◆ **DESCRIPTION OF THE TASK**
Only the lines holding the string "kebab" are needed; copy each of them from the data.

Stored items
──────────

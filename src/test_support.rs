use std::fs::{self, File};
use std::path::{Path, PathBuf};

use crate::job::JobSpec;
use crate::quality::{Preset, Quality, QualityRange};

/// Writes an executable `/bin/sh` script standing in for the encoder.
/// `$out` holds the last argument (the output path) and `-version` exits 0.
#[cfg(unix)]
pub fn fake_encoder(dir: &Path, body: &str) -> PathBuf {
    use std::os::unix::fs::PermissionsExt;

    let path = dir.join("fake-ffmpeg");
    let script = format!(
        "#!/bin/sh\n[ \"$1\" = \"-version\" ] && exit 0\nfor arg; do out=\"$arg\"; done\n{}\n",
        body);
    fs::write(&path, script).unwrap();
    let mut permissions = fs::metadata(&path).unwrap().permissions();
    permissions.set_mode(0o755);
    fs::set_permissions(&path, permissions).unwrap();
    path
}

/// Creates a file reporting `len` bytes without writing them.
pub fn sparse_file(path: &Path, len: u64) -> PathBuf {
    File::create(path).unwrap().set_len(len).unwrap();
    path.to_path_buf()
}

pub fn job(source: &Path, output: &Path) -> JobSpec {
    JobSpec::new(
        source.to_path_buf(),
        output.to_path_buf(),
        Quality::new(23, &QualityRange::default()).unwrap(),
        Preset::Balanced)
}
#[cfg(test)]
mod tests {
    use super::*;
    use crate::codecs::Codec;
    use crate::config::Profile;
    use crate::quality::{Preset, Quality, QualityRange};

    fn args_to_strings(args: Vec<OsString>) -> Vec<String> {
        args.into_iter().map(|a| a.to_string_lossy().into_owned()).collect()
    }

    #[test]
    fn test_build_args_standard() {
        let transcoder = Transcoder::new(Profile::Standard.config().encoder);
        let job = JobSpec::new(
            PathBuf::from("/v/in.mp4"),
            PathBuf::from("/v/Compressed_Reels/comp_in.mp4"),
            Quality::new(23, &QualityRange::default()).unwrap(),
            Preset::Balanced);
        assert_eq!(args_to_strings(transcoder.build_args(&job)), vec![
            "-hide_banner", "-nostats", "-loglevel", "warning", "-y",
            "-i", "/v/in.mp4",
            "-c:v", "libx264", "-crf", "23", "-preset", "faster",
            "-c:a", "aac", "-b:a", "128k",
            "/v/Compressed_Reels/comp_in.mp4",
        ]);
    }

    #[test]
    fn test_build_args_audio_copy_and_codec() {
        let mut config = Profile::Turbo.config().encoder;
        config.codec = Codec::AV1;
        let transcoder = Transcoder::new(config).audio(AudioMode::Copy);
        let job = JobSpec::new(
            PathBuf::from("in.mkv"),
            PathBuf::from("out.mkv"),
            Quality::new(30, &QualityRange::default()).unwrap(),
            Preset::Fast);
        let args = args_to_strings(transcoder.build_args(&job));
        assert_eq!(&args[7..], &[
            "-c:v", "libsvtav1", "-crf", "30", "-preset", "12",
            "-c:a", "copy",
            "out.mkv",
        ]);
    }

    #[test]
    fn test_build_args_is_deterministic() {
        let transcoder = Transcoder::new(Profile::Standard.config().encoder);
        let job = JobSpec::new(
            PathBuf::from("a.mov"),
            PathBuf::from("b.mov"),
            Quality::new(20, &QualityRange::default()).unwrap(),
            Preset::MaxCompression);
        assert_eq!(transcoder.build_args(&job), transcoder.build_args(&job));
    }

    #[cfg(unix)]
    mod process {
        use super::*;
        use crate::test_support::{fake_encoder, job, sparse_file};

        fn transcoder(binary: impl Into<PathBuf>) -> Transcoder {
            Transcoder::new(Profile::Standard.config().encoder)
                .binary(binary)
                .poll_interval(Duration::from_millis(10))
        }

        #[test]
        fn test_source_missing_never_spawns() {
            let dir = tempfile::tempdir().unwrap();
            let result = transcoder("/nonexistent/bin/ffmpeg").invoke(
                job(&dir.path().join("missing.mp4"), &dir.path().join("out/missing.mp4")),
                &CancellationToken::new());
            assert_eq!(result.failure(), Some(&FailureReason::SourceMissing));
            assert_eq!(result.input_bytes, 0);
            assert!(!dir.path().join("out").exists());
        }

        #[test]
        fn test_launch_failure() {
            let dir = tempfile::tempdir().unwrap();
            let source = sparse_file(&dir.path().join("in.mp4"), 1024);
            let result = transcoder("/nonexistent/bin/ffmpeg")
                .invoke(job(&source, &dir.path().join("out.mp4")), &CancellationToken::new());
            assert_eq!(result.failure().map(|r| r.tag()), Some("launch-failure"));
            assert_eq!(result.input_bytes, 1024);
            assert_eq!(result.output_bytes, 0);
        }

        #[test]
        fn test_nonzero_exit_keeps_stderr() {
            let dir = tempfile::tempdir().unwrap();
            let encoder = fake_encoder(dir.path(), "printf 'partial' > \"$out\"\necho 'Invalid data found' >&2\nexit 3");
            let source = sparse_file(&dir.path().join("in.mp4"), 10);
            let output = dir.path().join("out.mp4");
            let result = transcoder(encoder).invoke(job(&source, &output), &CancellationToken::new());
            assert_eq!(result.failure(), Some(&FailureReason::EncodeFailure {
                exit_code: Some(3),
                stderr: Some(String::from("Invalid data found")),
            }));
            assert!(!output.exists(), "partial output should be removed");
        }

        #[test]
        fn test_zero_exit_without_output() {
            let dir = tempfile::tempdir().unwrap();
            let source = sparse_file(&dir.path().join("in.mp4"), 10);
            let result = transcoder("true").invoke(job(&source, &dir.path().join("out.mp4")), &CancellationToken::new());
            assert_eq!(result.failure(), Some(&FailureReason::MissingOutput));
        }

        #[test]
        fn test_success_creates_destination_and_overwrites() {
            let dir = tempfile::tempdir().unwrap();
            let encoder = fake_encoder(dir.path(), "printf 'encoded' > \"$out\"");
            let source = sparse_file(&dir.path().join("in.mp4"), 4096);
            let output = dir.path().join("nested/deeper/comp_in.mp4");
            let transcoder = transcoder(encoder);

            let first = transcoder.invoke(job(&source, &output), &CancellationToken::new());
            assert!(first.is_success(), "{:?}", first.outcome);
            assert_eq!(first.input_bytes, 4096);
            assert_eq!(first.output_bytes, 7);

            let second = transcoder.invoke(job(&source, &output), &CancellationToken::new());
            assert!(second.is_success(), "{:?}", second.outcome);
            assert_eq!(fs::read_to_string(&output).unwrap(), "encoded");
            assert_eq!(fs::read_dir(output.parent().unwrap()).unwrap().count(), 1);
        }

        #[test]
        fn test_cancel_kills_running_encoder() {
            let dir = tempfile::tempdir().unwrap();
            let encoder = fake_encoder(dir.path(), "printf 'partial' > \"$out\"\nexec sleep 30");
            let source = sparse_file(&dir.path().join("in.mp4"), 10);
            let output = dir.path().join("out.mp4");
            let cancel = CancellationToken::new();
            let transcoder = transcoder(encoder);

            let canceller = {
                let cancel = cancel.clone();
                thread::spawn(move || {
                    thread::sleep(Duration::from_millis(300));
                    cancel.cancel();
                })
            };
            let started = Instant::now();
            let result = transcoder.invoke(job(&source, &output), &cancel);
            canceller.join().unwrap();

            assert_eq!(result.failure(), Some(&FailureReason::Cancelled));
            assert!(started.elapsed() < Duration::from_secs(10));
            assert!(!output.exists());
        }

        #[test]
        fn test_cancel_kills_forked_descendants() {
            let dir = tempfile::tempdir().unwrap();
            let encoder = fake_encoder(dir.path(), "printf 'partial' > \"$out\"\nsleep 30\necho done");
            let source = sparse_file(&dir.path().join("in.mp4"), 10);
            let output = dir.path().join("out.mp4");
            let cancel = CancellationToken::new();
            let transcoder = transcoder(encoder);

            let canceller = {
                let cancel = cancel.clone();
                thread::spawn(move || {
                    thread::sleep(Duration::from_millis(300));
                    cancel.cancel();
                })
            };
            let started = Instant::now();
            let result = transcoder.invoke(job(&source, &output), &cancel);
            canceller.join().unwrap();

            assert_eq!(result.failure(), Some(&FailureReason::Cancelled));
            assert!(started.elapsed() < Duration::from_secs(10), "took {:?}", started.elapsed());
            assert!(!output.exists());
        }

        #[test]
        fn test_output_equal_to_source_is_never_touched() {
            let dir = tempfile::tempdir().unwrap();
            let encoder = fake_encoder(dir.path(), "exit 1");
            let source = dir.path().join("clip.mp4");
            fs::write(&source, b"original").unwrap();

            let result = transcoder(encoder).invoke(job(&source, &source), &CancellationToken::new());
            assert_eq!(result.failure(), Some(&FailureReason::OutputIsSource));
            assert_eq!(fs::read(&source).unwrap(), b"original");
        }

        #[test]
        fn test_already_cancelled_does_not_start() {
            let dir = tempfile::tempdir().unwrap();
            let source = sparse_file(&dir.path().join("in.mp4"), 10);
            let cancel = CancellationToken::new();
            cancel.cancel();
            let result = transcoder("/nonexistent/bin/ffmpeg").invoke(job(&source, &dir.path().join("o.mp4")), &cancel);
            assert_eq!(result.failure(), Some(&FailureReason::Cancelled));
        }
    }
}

──────────

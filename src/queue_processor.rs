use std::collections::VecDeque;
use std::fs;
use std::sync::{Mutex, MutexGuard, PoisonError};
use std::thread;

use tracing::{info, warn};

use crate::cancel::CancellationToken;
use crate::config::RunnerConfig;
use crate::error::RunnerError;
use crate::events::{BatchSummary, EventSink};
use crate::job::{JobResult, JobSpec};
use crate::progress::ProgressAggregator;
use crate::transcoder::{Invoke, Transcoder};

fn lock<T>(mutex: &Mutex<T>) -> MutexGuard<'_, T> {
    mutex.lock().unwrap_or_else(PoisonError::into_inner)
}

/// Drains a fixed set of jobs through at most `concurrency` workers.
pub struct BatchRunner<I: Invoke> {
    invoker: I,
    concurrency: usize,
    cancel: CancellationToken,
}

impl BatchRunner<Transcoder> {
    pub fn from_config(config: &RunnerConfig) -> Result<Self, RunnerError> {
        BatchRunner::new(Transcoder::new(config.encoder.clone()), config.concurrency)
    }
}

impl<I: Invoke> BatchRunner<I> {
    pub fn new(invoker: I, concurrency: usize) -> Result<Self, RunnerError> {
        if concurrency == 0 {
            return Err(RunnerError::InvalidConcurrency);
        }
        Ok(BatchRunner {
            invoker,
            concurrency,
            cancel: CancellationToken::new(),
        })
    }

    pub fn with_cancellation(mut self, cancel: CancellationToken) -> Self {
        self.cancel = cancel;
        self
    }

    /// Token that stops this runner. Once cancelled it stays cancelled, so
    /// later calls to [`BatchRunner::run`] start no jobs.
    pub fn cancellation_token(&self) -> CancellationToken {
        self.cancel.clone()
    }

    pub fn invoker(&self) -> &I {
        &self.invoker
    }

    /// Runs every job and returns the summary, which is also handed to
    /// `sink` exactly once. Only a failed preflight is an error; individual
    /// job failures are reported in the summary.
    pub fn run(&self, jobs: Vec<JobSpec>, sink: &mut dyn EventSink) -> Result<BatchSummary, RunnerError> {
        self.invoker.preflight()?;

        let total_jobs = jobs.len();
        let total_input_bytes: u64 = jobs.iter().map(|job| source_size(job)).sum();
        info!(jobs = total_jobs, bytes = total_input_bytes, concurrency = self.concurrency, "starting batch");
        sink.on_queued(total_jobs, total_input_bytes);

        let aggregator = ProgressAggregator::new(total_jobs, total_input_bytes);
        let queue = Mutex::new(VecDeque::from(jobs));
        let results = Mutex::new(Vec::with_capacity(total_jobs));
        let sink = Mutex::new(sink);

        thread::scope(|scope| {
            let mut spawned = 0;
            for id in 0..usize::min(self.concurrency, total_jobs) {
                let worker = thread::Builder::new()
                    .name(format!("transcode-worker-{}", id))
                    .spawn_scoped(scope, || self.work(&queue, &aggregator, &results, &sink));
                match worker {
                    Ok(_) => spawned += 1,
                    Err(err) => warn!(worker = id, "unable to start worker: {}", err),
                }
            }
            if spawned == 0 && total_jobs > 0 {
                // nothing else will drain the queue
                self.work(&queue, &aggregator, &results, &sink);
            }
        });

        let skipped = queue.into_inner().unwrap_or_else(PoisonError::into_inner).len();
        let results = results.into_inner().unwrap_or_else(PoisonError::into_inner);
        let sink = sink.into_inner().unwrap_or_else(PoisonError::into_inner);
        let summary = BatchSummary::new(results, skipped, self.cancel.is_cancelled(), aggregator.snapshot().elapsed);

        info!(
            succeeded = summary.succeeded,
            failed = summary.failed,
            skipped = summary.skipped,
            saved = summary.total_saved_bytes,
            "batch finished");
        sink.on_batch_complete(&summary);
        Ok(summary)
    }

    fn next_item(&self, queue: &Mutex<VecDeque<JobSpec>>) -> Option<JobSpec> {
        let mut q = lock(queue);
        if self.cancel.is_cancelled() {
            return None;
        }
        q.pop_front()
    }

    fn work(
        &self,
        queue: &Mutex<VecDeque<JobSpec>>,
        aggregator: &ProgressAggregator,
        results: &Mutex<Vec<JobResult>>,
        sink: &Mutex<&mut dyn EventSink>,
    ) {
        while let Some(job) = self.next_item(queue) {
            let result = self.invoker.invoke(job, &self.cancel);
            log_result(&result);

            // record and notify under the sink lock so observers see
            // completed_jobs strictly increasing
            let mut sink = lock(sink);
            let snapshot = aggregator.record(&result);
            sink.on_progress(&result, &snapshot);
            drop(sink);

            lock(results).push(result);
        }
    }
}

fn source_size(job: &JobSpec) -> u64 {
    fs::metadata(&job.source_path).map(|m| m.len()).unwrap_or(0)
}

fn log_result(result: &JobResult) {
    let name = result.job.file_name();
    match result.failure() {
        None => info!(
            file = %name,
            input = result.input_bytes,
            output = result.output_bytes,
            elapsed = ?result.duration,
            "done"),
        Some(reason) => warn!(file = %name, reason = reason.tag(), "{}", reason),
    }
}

──────────

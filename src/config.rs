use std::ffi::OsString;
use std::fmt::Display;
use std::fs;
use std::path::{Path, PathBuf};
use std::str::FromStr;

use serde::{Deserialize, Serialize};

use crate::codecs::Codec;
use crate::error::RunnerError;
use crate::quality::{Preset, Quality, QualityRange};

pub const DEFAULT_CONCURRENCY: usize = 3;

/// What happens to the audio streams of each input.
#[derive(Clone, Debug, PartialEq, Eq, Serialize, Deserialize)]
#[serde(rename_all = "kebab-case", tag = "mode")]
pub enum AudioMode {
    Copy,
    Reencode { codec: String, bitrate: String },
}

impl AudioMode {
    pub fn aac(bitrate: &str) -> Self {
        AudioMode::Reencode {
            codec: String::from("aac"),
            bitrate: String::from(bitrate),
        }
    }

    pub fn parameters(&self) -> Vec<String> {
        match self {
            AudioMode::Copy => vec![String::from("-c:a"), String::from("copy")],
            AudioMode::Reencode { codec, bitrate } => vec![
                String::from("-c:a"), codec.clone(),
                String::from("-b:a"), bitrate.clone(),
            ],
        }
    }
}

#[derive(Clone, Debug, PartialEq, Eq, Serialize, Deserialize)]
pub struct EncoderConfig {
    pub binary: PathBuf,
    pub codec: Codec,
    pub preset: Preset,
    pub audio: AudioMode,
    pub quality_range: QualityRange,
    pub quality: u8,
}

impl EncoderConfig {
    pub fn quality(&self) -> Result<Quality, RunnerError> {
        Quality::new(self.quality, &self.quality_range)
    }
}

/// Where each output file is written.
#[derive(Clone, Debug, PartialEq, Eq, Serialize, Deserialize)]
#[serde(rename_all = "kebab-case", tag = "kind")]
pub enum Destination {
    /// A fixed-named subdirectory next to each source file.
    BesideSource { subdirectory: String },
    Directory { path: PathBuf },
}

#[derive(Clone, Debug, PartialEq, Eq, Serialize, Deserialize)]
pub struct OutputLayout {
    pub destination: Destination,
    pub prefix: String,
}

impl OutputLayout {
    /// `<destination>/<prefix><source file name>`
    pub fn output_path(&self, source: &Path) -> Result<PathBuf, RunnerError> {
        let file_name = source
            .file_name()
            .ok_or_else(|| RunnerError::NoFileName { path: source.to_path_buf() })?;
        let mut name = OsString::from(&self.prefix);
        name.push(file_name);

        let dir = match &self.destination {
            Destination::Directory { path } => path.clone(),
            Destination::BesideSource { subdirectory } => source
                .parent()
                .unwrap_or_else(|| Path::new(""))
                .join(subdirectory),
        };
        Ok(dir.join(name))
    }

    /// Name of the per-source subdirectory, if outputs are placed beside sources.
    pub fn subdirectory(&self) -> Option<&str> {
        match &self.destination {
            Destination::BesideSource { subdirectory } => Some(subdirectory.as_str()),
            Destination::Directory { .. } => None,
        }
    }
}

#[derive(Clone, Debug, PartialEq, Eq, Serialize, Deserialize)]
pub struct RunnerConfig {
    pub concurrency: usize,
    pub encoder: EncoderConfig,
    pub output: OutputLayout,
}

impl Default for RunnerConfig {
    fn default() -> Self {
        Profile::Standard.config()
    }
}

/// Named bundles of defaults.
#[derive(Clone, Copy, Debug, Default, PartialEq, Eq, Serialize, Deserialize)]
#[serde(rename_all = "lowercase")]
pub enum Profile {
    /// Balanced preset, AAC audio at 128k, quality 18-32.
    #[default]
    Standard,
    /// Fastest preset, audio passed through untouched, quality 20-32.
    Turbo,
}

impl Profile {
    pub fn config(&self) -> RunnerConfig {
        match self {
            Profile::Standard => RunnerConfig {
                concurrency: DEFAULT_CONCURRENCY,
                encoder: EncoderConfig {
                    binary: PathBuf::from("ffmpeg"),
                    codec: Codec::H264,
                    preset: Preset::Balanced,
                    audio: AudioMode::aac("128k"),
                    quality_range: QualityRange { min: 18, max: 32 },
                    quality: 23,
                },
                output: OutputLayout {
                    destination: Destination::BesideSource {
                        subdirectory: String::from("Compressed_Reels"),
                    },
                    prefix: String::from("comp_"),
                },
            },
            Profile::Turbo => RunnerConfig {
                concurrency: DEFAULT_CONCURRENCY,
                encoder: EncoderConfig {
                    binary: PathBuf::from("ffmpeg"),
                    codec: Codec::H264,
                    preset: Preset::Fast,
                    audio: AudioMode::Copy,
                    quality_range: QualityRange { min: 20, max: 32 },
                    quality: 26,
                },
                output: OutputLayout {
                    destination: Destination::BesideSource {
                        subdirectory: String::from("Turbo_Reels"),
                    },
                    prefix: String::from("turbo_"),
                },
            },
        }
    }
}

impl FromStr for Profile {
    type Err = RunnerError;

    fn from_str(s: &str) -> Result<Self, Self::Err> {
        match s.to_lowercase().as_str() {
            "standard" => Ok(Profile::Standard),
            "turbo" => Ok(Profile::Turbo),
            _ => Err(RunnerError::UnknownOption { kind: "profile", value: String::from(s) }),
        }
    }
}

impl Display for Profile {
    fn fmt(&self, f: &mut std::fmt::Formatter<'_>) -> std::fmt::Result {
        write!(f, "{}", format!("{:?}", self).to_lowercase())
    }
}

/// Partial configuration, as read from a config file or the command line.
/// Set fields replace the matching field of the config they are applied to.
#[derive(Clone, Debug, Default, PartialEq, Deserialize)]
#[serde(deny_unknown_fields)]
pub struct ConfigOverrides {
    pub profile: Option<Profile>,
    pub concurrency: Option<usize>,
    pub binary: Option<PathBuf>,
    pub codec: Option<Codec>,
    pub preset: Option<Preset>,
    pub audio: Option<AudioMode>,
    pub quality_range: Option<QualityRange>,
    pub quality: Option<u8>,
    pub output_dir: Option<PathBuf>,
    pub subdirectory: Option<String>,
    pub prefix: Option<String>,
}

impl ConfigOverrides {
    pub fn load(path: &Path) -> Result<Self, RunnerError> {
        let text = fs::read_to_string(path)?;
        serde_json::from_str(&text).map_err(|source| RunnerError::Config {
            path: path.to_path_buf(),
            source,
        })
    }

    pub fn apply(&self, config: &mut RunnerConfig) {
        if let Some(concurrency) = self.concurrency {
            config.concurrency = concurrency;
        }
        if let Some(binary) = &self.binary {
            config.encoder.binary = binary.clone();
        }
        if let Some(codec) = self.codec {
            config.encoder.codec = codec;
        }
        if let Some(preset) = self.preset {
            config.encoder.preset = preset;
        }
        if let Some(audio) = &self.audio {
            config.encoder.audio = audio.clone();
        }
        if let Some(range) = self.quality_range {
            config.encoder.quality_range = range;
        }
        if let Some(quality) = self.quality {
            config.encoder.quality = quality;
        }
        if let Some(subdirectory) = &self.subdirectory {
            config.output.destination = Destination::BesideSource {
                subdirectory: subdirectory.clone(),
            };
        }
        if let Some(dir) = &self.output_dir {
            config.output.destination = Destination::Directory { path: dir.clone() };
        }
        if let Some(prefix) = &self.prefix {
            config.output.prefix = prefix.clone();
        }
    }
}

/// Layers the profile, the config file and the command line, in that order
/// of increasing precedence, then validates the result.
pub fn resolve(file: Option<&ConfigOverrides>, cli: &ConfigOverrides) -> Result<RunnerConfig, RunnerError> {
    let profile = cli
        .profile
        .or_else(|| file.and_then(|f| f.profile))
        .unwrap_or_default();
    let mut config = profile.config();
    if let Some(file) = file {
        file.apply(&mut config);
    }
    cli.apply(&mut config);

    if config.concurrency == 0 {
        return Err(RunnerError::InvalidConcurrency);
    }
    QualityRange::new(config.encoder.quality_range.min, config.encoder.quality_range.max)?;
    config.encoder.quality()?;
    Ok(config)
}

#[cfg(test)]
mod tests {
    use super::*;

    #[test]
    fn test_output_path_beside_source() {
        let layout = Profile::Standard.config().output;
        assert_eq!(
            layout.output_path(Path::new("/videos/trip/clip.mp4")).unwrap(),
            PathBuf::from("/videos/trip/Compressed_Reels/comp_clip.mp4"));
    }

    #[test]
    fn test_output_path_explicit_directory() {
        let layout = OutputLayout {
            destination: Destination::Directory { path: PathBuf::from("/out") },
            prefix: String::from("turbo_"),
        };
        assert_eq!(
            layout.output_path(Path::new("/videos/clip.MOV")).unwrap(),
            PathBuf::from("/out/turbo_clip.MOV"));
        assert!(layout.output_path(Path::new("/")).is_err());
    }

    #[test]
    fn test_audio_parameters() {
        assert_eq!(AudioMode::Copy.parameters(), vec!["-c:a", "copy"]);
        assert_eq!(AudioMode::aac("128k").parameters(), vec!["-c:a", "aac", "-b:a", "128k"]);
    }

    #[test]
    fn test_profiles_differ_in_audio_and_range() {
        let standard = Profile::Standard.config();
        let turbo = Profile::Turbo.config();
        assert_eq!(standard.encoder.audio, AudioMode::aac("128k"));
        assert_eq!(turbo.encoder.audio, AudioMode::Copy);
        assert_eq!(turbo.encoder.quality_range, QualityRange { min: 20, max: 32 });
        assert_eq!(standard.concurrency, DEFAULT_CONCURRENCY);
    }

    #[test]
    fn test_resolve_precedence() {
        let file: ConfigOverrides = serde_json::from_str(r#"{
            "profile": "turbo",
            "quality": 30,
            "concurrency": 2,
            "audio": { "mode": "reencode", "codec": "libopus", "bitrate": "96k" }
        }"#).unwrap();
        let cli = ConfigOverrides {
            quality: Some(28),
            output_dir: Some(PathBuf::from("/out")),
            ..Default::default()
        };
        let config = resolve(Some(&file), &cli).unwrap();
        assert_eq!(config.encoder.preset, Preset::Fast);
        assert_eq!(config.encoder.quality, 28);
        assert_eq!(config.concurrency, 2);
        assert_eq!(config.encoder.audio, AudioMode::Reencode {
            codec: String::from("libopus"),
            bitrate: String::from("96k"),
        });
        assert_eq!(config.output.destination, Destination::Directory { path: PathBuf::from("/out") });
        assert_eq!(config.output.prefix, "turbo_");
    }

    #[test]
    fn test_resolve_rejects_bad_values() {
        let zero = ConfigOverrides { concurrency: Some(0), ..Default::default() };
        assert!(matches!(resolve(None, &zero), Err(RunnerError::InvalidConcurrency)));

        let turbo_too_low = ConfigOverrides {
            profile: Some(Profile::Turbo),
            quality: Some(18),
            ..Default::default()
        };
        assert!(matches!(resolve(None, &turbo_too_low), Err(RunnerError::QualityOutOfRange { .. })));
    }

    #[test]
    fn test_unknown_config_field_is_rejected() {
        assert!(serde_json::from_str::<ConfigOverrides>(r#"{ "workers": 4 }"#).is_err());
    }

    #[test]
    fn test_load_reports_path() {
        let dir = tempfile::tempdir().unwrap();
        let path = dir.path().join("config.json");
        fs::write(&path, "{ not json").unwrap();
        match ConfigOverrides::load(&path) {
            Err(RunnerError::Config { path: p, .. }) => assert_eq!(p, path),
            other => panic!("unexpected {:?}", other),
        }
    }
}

──────────

◆ **SOLUTION FOR THIS TASK**
#[serde(rename_all = "kebab-case", tag = "mode")]
#[serde(rename_all = "kebab-case", tag = "kind")]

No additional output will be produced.